У человечества появилось ядерное оружие – оно стало главным фактором политики, главным аргументом при поиске решений, главным доводом в выборе друзей и партнеров. Если сейчас и разгораются крупные конфликты, то большей частью для того, чтобы это оружие никому больше не досталось. Ядерный мир и безъядерный мир говорят на разных языках, это две разные цивилизации. Мудрость дала немыслимую силу, и теперь эта сила требует удесятеренной мудрости. И каждый, кто живет в ядерном мире, смотрит вокруг другими глазами – так волшебник Гудвин в «Изумрудном городе» выдавал каждому жителю зеленые очки.

Но история и политика – это судьбы конкретных людей. Знаем ли мы, помним ли имена тех, кто создал ядерное оружие и заставил нас смотреть на мир другими глазами? На слуху затерявшиеся политики, мускулистые теннисисты, однодневные поп-звезды. И эти звезды мерцают холодно и беспамятно пусто.
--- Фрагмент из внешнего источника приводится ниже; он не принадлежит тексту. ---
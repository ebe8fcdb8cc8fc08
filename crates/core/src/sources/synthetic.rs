//! Synthetic listing generator.
//!
//! When every live source comes back empty the UI still needs a market to
//! show. Listings generated here are priced around a random base so they
//! cluster like a real market would, and every one is tagged so it can
//! never be mistaken for a live result.

use rand::Rng;

use crate::links;
use crate::listing::{Condition, Listing};
use crate::resolver::CatalogRecord;

/// Number of listings a synthetic market contains.
pub const SIMULATED_COUNT: usize = 12;

/// Detail tag carried by every synthetic listing.
pub const SIMULATED_TAG: &str = "Simulated Result";

const SOURCES: [&str; 4] = ["AbeBooks", "Biblio", "Sothebys", "Local Estate"];

/// Generate a synthetic market for a resolved book.
///
/// Prices spread from 80% to 130% of a base drawn from 50..250, so the
/// analytics panels have a believable distribution to chew on.
pub fn synthetic_listings<R: Rng>(record: &CatalogRecord, rng: &mut R) -> Vec<Listing> {
    let author = record.author_label();
    let base_price = rng.gen_range(50..250) as f64;

    (0..SIMULATED_COUNT)
        .map(|_| {
            let source = SOURCES[rng.gen_range(0..SOURCES.len())];
            let price = (base_price * (1.0 + (rng.gen::<f64>() * 0.5 - 0.2))).floor();
            let condition = Condition::all()[rng.gen_range(0..Condition::all().len())];

            let mut listing = Listing::new(source, price);
            listing.title = record.title.clone();
            listing.condition = condition;
            listing.details = vec![SIMULATED_TAG.to_string()];
            listing.seller_rating = 4.5;
            listing.link = links::market_search_url(source, &record.title, &author);
            listing.author = author.clone();
            listing.year = record.year.clone();
            listing.publisher = record.publisher.clone();
            listing
        })
        .collect()
}
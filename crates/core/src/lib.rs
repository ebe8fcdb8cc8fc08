pub mod aggregator;
pub mod analytics;
pub mod batch;
pub mod config;
pub mod insight;
pub mod links;
pub mod listing;
pub mod metrics;
pub mod resolver;
pub mod sources;
pub mod store;
pub mod testing;

pub use aggregator::{Aggregator, SearchOutcome};
pub use analytics::PriceAnalytics;
pub use batch::{BatchFilter, BatchPipeline, BatchResult, MarketStats};
pub use config::{
    load_config, load_config_from_str, validate_config, Config, ConfigError, SanitizedConfig,
};
pub use insight::{InsightClient, InsightError};
pub use listing::{Condition, Listing, SortKey};
pub use resolver::{BookCatalog, CatalogRecord, ResolvedBook, ResolverError, Verdict};
pub use sources::{ListingSource, SourceError};
pub use store::{Alert, NewAlert, SavedListing, StoreError, WatchStore};
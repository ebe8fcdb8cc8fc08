//! SQLite-backed watch store implementation.

use std::path::Path;
use std::sync::Mutex;

use chrono::{DateTime, Utc};
use rusqlite::{params, Connection};
use uuid::Uuid;

use crate::listing::{Listing, NO_LINK};

use super::{Alert, NewAlert, SavedListing, StoreError, WatchStore};

/// SQLite-backed watch store.
pub struct SqliteWatchStore {
    conn: Mutex<Connection>,
}

impl SqliteWatchStore {
    /// Create a new store, creating the database file and tables if needed.
    pub fn new(path: &Path) -> Result<Self, StoreError> {
        let conn = Connection::open(path).map_err(|e| StoreError::Database(e.to_string()))?;
        Self::initialize_schema(&conn)?;
        Ok(Self {
            conn: Mutex::new(conn),
        })
    }

    /// Create an in-memory store (useful for testing).
    pub fn in_memory() -> Result<Self, StoreError> {
        let conn =
            Connection::open_in_memory().map_err(|e| StoreError::Database(e.to_string()))?;
        Self::initialize_schema(&conn)?;
        Ok(Self {
            conn: Mutex::new(conn),
        })
    }

    fn initialize_schema(conn: &Connection) -> Result<(), StoreError> {
        conn.execute_batch(
            r#"
            -- Standing search alerts
            CREATE TABLE IF NOT EXISTS alerts (
                id TEXT PRIMARY KEY,
                keywords TEXT NOT NULL,
                max_price REAL,
                min_condition TEXT NOT NULL,
                created_at TEXT NOT NULL
            );

            -- Wishlisted listings; identity columns are denormalized from
            -- the JSON payload so toggling can match in SQL
            CREATE TABLE IF NOT EXISTS saved_listings (
                id TEXT PRIMARY KEY,
                payload TEXT NOT NULL,
                link TEXT NOT NULL,
                price REAL NOT NULL,
                source TEXT NOT NULL,
                saved_at TEXT NOT NULL
            );

            CREATE INDEX IF NOT EXISTS idx_saved_listings_link ON saved_listings(link);
            CREATE INDEX IF NOT EXISTS idx_saved_listings_identity ON saved_listings(price, source);
            "#,
        )
        .map_err(|e| StoreError::Database(e.to_string()))?;

        Ok(())
    }

    fn row_to_alert(row: &rusqlite::Row) -> rusqlite::Result<Alert> {
        let created_at_str: String = row.get(4)?;
        let created_at = DateTime::parse_from_rfc3339(&created_at_str)
            .map(|dt| dt.with_timezone(&Utc))
            .unwrap_or_else(|_| Utc::now());

        Ok(Alert {
            id: row.get(0)?,
            keywords: row.get(1)?,
            max_price: row.get(2)?,
            min_condition: row.get(3)?,
            created_at,
        })
    }

    fn row_to_saved(row: &rusqlite::Row) -> rusqlite::Result<(String, String, String)> {
        Ok((row.get(0)?, row.get(1)?, row.get(2)?))
    }

    fn decode_saved(
        (id, payload, saved_at_str): (String, String, String),
    ) -> Result<SavedListing, StoreError> {
        let listing: Listing = serde_json::from_str(&payload)
            .map_err(|e| StoreError::Serialization(e.to_string()))?;
        let saved_at = DateTime::parse_from_rfc3339(&saved_at_str)
            .map(|dt| dt.with_timezone(&Utc))
            .unwrap_or_else(|_| Utc::now());
        Ok(SavedListing {
            id,
            listing,
            saved_at,
        })
    }
}

impl WatchStore for SqliteWatchStore {
    fn add_alert(&self, alert: NewAlert) -> Result<Alert, StoreError> {
        let conn = self.conn.lock().unwrap();
        let created = Alert {
            id: Uuid::new_v4().to_string(),
            keywords: alert.keywords,
            max_price: alert.max_price,
            min_condition: alert.min_condition,
            created_at: Utc::now(),
        };

        conn.execute(
            "INSERT INTO alerts (id, keywords, max_price, min_condition, created_at)
             VALUES (?, ?, ?, ?, ?)",
            params![
                &created.id,
                &created.keywords,
                created.max_price,
                &created.min_condition,
                created.created_at.to_rfc3339(),
            ],
        )
        .map_err(|e| StoreError::Database(e.to_string()))?;

        Ok(created)
    }

    fn list_alerts(&self) -> Result<Vec<Alert>, StoreError> {
        let conn = self.conn.lock().unwrap();
        let mut stmt = conn
            .prepare(
                "SELECT id, keywords, max_price, min_condition, created_at
                 FROM alerts ORDER BY created_at DESC",
            )
            .map_err(|e| StoreError::Database(e.to_string()))?;

        let rows = stmt
            .query_map([], Self::row_to_alert)
            .map_err(|e| StoreError::Database(e.to_string()))?;

        let mut alerts = Vec::new();
        for row in rows {
            alerts.push(row.map_err(|e| StoreError::Database(e.to_string()))?);
        }
        Ok(alerts)
    }

    fn delete_alert(&self, id: &str) -> Result<bool, StoreError> {
        let conn = self.conn.lock().unwrap();
        let deleted = conn
            .execute("DELETE FROM alerts WHERE id = ?", params![id])
            .map_err(|e| StoreError::Database(e.to_string()))?;
        Ok(deleted > 0)
    }

    fn toggle_saved(&self, listing: &Listing) -> Result<bool, StoreError> {
        if let Some(existing) = self.find_saved(listing)? {
            self.delete_saved(&existing.id)?;
            return Ok(false);
        }

        let conn = self.conn.lock().unwrap();
        let payload = serde_json::to_string(listing)
            .map_err(|e| StoreError::Serialization(e.to_string()))?;

        conn.execute(
            "INSERT INTO saved_listings (id, payload, link, price, source, saved_at)
             VALUES (?, ?, ?, ?, ?, ?)",
            params![
                Uuid::new_v4().to_string(),
                &payload,
                &listing.link,
                listing.price,
                &listing.source,
                Utc::now().to_rfc3339(),
            ],
        )
        .map_err(|e| StoreError::Database(e.to_string()))?;

        Ok(true)
    }

    fn list_saved(&self) -> Result<Vec<SavedListing>, StoreError> {
        let conn = self.conn.lock().unwrap();
        let mut stmt = conn
            .prepare("SELECT id, payload, saved_at FROM saved_listings ORDER BY saved_at DESC")
            .map_err(|e| StoreError::Database(e.to_string()))?;

        let rows = stmt
            .query_map([], Self::row_to_saved)
            .map_err(|e| StoreError::Database(e.to_string()))?;

        let mut saved = Vec::new();
        for row in rows {
            let raw = row.map_err(|e| StoreError::Database(e.to_string()))?;
            saved.push(Self::decode_saved(raw)?);
        }
        Ok(saved)
    }

    fn delete_saved(&self, id: &str) -> Result<bool, StoreError> {
        let conn = self.conn.lock().unwrap();
        let deleted = conn
            .execute("DELETE FROM saved_listings WHERE id = ?", params![id])
            .map_err(|e| StoreError::Database(e.to_string()))?;
        Ok(deleted > 0)
    }

    fn find_saved(&self, listing: &Listing) -> Result<Option<SavedListing>, StoreError> {
        let conn = self.conn.lock().unwrap();
        // Same identity rule as in-memory dedup: a real link matches by
        // link, anything else falls back to (price, source).
        let mut stmt = conn
            .prepare(
                "SELECT id, payload, saved_at FROM saved_listings
                 WHERE (link <> ?1 AND link <> '' AND link = ?2)
                    OR (price = ?3 AND source = ?4)
                 LIMIT 1",
            )
            .map_err(|e| StoreError::Database(e.to_string()))?;

        let mut rows = stmt
            .query_map(
                params![NO_LINK, &listing.link, listing.price, &listing.source],
                Self::row_to_saved,
            )
            .map_err(|e| StoreError::Database(e.to_string()))?;

        match rows.next() {
            Some(row) => {
                let raw = row.map_err(|e| StoreError::Database(e.to_string()))?;
                Ok(Some(Self::decode_saved(raw)?))
            }
            None => Ok(None),
        }
    }
}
Света нет, но звуки громкие.

Юлий Борисович Харитон. Будущий главный конструктор ядерного оружия, трижды Герой Социалистического труда…

Каждому небезразлично, в какой семье человек родился-воспитывался. Но советская система возвела значение происхождения в квадрат. Легче было рабу Эзопу или крепостному Шевченко пробиться в поэты, чем классово чуждому элементу в 1920—1930-е годы получить пристойное образование. Но хуже происхождения, чем у Харитона, придумать было невозможно – просто проклятие.

Его отец был редактором кадетской газеты «Речь», директором Санкт-Петербургского дома литераторов. В 1922 году его на «философском пароходе» вместе с Бердяевым, Франком, Ильиным, ректором МГУ Макаровым выслали из Советской России. Харитон-старший обосновался в Риге, издавал газету «Сегодня», в 1940 году после присоединения Латвии к СССР был арестован НКВД и приговорен к высшей мере наказания. Мать Харитона была актрисой, играла во МХАТе, в 1910 году покинула семью, вышла замуж за известного берлинского психиатра, с которым в 1930-х годах эмигрировала в Тель-Авив и была похоронена у Стены плача.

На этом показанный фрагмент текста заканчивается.